[Collected data entries]
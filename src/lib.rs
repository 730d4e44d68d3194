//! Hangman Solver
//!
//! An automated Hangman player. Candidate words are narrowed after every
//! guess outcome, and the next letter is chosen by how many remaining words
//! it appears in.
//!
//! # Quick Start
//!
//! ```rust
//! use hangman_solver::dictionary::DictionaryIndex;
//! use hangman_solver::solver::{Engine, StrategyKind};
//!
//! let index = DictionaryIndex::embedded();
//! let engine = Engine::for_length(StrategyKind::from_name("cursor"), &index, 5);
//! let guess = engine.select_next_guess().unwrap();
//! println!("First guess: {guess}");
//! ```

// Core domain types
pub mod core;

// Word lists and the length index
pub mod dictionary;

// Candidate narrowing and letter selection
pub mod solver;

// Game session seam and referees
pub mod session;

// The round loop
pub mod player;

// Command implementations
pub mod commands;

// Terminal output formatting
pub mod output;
...
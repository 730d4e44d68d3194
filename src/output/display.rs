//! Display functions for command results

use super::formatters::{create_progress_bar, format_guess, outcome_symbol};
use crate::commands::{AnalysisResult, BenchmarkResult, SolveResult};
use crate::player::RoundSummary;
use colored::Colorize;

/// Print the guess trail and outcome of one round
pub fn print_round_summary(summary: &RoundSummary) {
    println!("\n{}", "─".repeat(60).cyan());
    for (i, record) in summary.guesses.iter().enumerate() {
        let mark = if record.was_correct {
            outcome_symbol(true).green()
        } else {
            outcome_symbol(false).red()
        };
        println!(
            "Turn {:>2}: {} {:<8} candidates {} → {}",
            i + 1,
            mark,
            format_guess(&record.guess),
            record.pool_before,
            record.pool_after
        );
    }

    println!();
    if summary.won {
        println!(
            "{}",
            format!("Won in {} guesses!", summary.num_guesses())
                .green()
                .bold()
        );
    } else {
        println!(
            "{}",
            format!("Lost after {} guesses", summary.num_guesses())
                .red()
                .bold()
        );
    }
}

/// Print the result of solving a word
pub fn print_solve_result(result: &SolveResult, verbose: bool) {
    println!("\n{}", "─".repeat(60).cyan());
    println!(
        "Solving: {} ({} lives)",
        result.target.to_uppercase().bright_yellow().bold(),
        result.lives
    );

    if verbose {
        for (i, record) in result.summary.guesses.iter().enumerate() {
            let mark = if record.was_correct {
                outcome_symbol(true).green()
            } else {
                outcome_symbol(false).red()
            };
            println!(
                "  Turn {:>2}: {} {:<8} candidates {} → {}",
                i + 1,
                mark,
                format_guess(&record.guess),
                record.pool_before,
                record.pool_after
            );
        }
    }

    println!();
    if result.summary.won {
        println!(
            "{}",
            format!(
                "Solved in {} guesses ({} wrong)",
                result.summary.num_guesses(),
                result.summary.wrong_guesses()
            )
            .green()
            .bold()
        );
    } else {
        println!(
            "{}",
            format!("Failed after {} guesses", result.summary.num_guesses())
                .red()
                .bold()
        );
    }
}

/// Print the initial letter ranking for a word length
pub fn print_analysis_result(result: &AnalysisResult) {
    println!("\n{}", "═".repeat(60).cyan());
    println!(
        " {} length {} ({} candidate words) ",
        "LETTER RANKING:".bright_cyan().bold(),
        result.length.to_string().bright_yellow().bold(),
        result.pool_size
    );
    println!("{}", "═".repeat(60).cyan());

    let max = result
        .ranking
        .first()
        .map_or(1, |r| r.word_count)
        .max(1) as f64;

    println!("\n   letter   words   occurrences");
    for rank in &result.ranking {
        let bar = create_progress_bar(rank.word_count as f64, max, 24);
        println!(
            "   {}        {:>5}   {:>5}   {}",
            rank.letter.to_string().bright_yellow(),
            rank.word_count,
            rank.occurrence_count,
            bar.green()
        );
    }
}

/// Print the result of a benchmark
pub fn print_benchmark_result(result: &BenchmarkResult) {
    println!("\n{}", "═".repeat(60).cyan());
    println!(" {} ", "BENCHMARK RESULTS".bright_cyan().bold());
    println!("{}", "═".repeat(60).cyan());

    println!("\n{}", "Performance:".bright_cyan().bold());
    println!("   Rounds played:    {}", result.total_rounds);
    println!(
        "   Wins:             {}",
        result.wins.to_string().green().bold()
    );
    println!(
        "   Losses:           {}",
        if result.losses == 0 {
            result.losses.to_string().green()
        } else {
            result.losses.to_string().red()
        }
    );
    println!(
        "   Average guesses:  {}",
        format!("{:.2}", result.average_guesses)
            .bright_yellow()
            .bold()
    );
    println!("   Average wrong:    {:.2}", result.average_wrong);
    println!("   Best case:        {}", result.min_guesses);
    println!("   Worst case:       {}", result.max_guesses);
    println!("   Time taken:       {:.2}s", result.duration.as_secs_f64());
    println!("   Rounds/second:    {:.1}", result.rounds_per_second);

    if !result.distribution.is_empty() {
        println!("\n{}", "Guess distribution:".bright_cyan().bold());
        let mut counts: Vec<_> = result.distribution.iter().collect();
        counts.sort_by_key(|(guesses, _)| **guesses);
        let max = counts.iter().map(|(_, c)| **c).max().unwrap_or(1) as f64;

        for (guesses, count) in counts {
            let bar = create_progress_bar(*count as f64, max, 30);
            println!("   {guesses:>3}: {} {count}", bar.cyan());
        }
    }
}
* * *
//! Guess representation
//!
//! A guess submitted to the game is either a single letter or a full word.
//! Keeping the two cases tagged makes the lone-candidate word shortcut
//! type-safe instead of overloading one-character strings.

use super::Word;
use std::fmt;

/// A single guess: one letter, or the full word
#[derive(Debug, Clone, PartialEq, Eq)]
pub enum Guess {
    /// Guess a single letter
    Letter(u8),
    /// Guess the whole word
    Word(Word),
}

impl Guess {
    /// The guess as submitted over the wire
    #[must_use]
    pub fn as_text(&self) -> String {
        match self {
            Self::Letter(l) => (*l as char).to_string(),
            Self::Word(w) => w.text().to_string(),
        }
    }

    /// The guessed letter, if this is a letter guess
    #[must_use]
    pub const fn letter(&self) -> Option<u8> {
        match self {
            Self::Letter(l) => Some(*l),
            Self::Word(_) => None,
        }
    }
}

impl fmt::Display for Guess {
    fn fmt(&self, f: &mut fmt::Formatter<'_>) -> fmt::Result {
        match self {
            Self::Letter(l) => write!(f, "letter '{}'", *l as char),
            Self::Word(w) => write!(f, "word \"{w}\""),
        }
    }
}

## Work instructions
Scan the records above, count the lines with "verbose" in them, and give only the number.

## Task answer
2